**Stored items**
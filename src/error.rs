/// Error types for the EduNex AI flows
///
/// Uses thiserror for ergonomic error handling with proper Display implementations.
use crate::domain::schema::ValidationError;
use thiserror::Error;

/// Main error type for the crate
#[derive(Error, Debug)]
pub enum AppError {
    #[error("Validation error: {0}")]
    Validation(#[from] ValidationError),

    #[error("Model gateway unavailable: {0}")]
    GatewayUnavailable(String),

    #[error("Transcription failed: {0}")]
    TranscriptionFailed(String),

    #[error("Transcript unavailable: {0}")]
    TranscriptUnavailable(String),

    #[error("Model output did not match the expected shape: {0}")]
    InvalidOutput(String),

    #[error("Prompt template error: {0}")]
    Template(#[from] minijinja::Error),

    #[error("Configuration error: {0}")]
    Config(String),

    #[error("Unknown flow: {0}")]
    UnknownFlow(String),

    #[error("IO error: {0}")]
    Io(#[from] std::io::Error),

    #[error("Serialization error: {0}")]
    Serialization(#[from] serde_json::Error),
}

/// Result type alias for convenience
pub type Result<T> = std::result::Result<T, AppError>;

impl From<config::ConfigError> for AppError {
    fn from(error: config::ConfigError) -> Self {
        AppError::Config(error.to_string())
    }
}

**BRIEF**
Lines containing "AppError": tally them across the records above and give the total alone.

**RESULT FOR THIS EXERCISE**
4